With
professional cameras sporting over 39_MPixels, Photograpy
said "Good Bye" to the analogue age. Today, most
cameras sold are
digital and in a few years everybody will
own several ones. One big advantage of storing pictures
in computers
is that there is no cost associated with taking a shot,
other than recharging the battery. The future is an ocean
of snapshots.
These
developments, however, beg for the question of how are
people going to find a certain image from the zillions
stored around them? This implies actually two issues.
The
more difficult one is related to how humans store images
in their memory and how is it possible to formulate (describe)
that internal representation in terms of the "physical" image?
Let us call this the "query protocol" problem.
Google
and other search engines use text tags found close to
or directly related to the image for performing image search
via text-search. Hence, the query is formulated
here
in textual format. By contrast, content based image retrieval
(CBIR) finds images based on their "similarity".
The query is now an image and the system must find and
rank all images similar to the query from a very large
database. This is the "content addressable protocol" problem.
In
the near future - as hardware quality continues its exponential
growth - the CBIR protocol will gain terrain. However,
there will be no real solution to the image-search task,
unless a very accurate and robust image and image-object-scene
representation in terms of simple features is found.

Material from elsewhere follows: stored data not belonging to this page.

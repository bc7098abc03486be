use crate::executor::DEFAULT_SEARCH_URL;
use anyhow::Result;
use directories::ProjectDirs;
use serde::Deserialize;
use std::fs;
use std::path::PathBuf;

#[derive(Deserialize, Debug, Clone, Default)]
pub struct Config {
    #[serde(default)]
    pub general: GeneralConfig,
}

#[derive(Deserialize, Debug, Clone)]
pub struct GeneralConfig {
    /// Where shortcuts.json and settings.json live.
    #[serde(default)]
    pub data_dir: Option<PathBuf>,
    #[serde(default = "default_search_url")]
    pub search_url: String,
    /// Prefix for command shortcuts, e.g. "bash -lc".
    #[serde(default)]
    pub shell: Option<String>,
    #[serde(default = "default_true")]
    pub dialogs: bool,
}

fn default_search_url() -> String { DEFAULT_SEARCH_URL.to_string() }
fn default_true() -> bool { true }

impl Default for GeneralConfig {
    fn default() -> Self {
        Self {
            data_dir: None,
            search_url: default_search_url(),
            shell: None,
            dialogs: true,
        }
    }
}

fn project_dirs() -> Option<ProjectDirs> {
    ProjectDirs::from("org", "launchpad", "launchpad")
}

impl Config {
    /// Per-user application data directory unless overridden.
    pub fn data_dir(&self) -> PathBuf {
        if let Some(dir) = &self.general.data_dir {
            return dir.clone();
        }
        project_dirs()
            .map(|dirs| dirs.data_dir().to_path_buf())
            .unwrap_or_else(|| PathBuf::from("."))
    }
}

pub fn parse_config(content: &str) -> Result<Config> {
    Ok(toml::from_str(content)?)
}

pub fn load_config() -> Result<Config> {
    let config_path = if let Some(dirs) = project_dirs() {
        dirs.config_dir().join("config.toml")
    } else {
        PathBuf::from("config.toml")
    };

    if !config_path.exists() {
        return Ok(Config::default());
    }

    let content = fs::read_to_string(config_path)?;
    parse_config(&content)
}
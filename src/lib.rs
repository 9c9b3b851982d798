//! varmap
//!
//! Librería de fachada sobre `varmap-core`:
//! - Re-exporta el inserter, las restricciones y los sinks.
//! - Expone `config` (modo de inserción desde entorno / .env).
//! - Expone `errors` y el comando `cli`.

pub mod cli;
pub mod config;
pub mod errors;

pub use varmap_core::*;

/// Crea un `PairInserter` con el modo de inserción configurado en `CONFIG`.
pub fn inserter<KC: Constraint, VC: Constraint>(key: KC, value: VC) -> PairInserter<KC, VC> {
    inserter_with(&config::CONFIG, key, value)
}

/// Igual que `inserter` pero con una configuración explícita.
pub fn inserter_with<KC: Constraint, VC: Constraint>(config: &config::AppConfig, key: KC, value: VC) -> PairInserter<KC, VC> {
    PairInserter::new(key, value).mode(config.insert_mode)
}
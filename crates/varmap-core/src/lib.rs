//! varmap-core: inserción validada de pares clave/valor.
//!
//! Recibe una secuencia plana de argumentos (`k1, v1, k2, v2, ...`) tal como
//! llega de una llamada variádica dinámica, valida aridad y tipos, y reenvía
//! cada par a un `PairSink` provisto por el caller.

pub mod constraint;
pub mod errors;
pub mod inserter;
pub mod property;
pub mod sink;

pub use constraint::{matching, Any, Boolean, Constraint, Integer, Matching, Number, Text, Typed, ValueKind};
pub use errors::{PairError, SinkError};
pub use inserter::{put_pairs, put_slice, InsertMode, PairInserter};
pub use property::MapProperty;
pub use sink::{from_fn, try_from_fn, FnSink, PairSink, TryFnSink};
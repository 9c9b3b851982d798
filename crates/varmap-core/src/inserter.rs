//! `PairInserter`: valida una secuencia plana `k1, v1, k2, v2, ...` y reenvía
//! los pares tipados a un `PairSink`, en orden.
//!
//! Orden de validación:
//! 1. la entrada debe ser una secuencia (`InvalidShape`);
//! 2. la longitud debe ser par (`UnbalancedPairs`), antes de reenviar nada;
//! 3. por cada par: clave (`KeyTypeMismatch`), luego valor (`ValueTypeMismatch`).
//!
//! En modo `Forward` los pares ya reenviados antes de un error quedan en el
//! sink (no hay rollback). En modo `Atomic` se valida todo antes de reenviar.

use std::fmt;
use std::str::FromStr;

use log::{debug, trace};
use serde::{Deserialize, Serialize};
use serde_json::Value;

use crate::constraint::{Constraint, ValueKind};
use crate::errors::PairError;
use crate::sink::PairSink;

/// Política de reenvío al sink.
#[derive(Debug, Clone, Copy, PartialEq, Eq, Default, Serialize, Deserialize)]
#[serde(rename_all = "lowercase")]
pub enum InsertMode {
    /// Valida y reenvía par a par.
    #[default]
    Forward,
    /// Valida la secuencia completa y sólo entonces reenvía.
    Atomic,
}

impl fmt::Display for InsertMode {
    fn fmt(&self, f: &mut fmt::Formatter<'_>) -> fmt::Result {
        match self {
            Self::Forward => f.write_str("forward"),
            Self::Atomic => f.write_str("atomic"),
        }
    }
}

impl FromStr for InsertMode {
    type Err = String;

    fn from_str(s: &str) -> Result<Self, Self::Err> {
        match s.trim().to_ascii_lowercase().as_str() {
            "forward" => Ok(Self::Forward),
            "atomic" => Ok(Self::Atomic),
            other => Err(format!("unknown insert mode '{other}' (expected 'forward' or 'atomic')")),
        }
    }
}

/// Inserter reutilizable con restricciones de clave/valor fijas.
#[derive(Debug, Clone)]
pub struct PairInserter<KC, VC> {
    key: KC,
    value: VC,
    mode: InsertMode,
}

impl<KC: Constraint, VC: Constraint> PairInserter<KC, VC> {
    pub fn new(key: KC, value: VC) -> Self {
        Self { key, value, mode: InsertMode::default() }
    }

    pub fn mode(mut self, mode: InsertMode) -> Self {
        self.mode = mode;
        self
    }

    pub fn insert_mode(&self) -> InsertMode {
        self.mode
    }

    /// Inserta desde un valor sin tipo; debe ser un array.
    pub fn insert<S>(&self, sink: &mut S, raw: &Value) -> Result<(), PairError>
    where
        S: PairSink<KC::Output, VC::Output> + ?Sized,
    {
        match raw {
            Value::Array(items) => self.insert_slice(sink, items),
            other => {
                let err = PairError::InvalidShape { found: ValueKind::of(other) };
                debug!("vararg pairs rejected: {err}");
                Err(err)
            }
        }
    }

    pub fn insert_slice<S>(&self, sink: &mut S, items: &[Value]) -> Result<(), PairError>
    where
        S: PairSink<KC::Output, VC::Output> + ?Sized,
    {
        debug!(
            "inserting {} vararg elements (key: {}, value: {}, mode: {})",
            items.len(),
            self.key.describe(),
            self.value.describe(),
            self.mode
        );
        let result = self.run(sink, items);
        match &result {
            Ok(()) => debug!("forwarded {} pairs", items.len() / 2),
            Err(err) => debug!("vararg pairs rejected: {err}"),
        }
        result
    }

    fn run<S>(&self, sink: &mut S, items: &[Value]) -> Result<(), PairError>
    where
        S: PairSink<KC::Output, VC::Output> + ?Sized,
    {
        if items.len() % 2 != 0 {
            return Err(PairError::UnbalancedPairs { len: items.len() });
        }
        match self.mode {
            InsertMode::Forward => {
                for position in (0..items.len()).step_by(2) {
                    let (key, value) = self.check_pair(items, position)?;
                    forward(sink, position, key, value)?;
                }
            }
            InsertMode::Atomic => {
                let pairs = (0..items.len())
                    .step_by(2)
                    .map(|position| self.check_pair(items, position).map(|pair| (position, pair)))
                    .collect::<Result<Vec<_>, _>>()?;
                for (position, (key, value)) in pairs {
                    forward(sink, position, key, value)?;
                }
            }
        }
        Ok(())
    }

    /// Valida el par que empieza en `position` (par, con `position + 1` en rango).
    fn check_pair(&self, items: &[Value], position: usize) -> Result<(KC::Output, VC::Output), PairError> {
        let raw_key = &items[position];
        let key = self.key.extract(raw_key).ok_or_else(|| PairError::KeyTypeMismatch {
            position,
            expected: self.key.describe(),
            found: ValueKind::of(raw_key),
        })?;
        let raw_value = &items[position + 1];
        let value = self.value.extract(raw_value).ok_or_else(|| PairError::ValueTypeMismatch {
            position: position + 1,
            expected: self.value.describe(),
            found: ValueKind::of(raw_value),
        })?;
        Ok((key, value))
    }
}

fn forward<K, V, S>(sink: &mut S, position: usize, key: K, value: V) -> Result<(), PairError>
where
    S: PairSink<K, V> + ?Sized,
{
    sink.accept(key, value).map_err(|source| PairError::Sink { position, source })?;
    trace!("forwarded pair at position {position}");
    Ok(())
}

/// `insertPairs`: valida `raw` y reenvía cada par a `sink` (modo `Forward`).
pub fn put_pairs<KC, VC, S>(key: KC, value: VC, sink: &mut S, raw: &Value) -> Result<(), PairError>
where
    KC: Constraint,
    VC: Constraint,
    S: PairSink<KC::Output, VC::Output> + ?Sized,
{
    PairInserter::new(key, value).insert(sink, raw)
}

/// Igual que `put_pairs` pero sobre una secuencia ya tipada como slice.
pub fn put_slice<KC, VC, S>(key: KC, value: VC, sink: &mut S, items: &[Value]) -> Result<(), PairError>
where
    KC: Constraint,
    VC: Constraint,
    S: PairSink<KC::Output, VC::Output> + ?Sized,
{
    PairInserter::new(key, value).insert_slice(sink, items)
}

The AMASS platform will excel at searching in a content
dependent, robust way such feature-arrays, coding for the
content of images AND of the correlated text. For example,
the AMASS platform could perform easily the retrieval part
for the biometrical iris-recognition,
because taht problem has a simple and effective representation
in terms of binary features.
Searching
digital videos might be actually simpler, because additional
cues - like text, audio-track, camera motion events -
are also available. |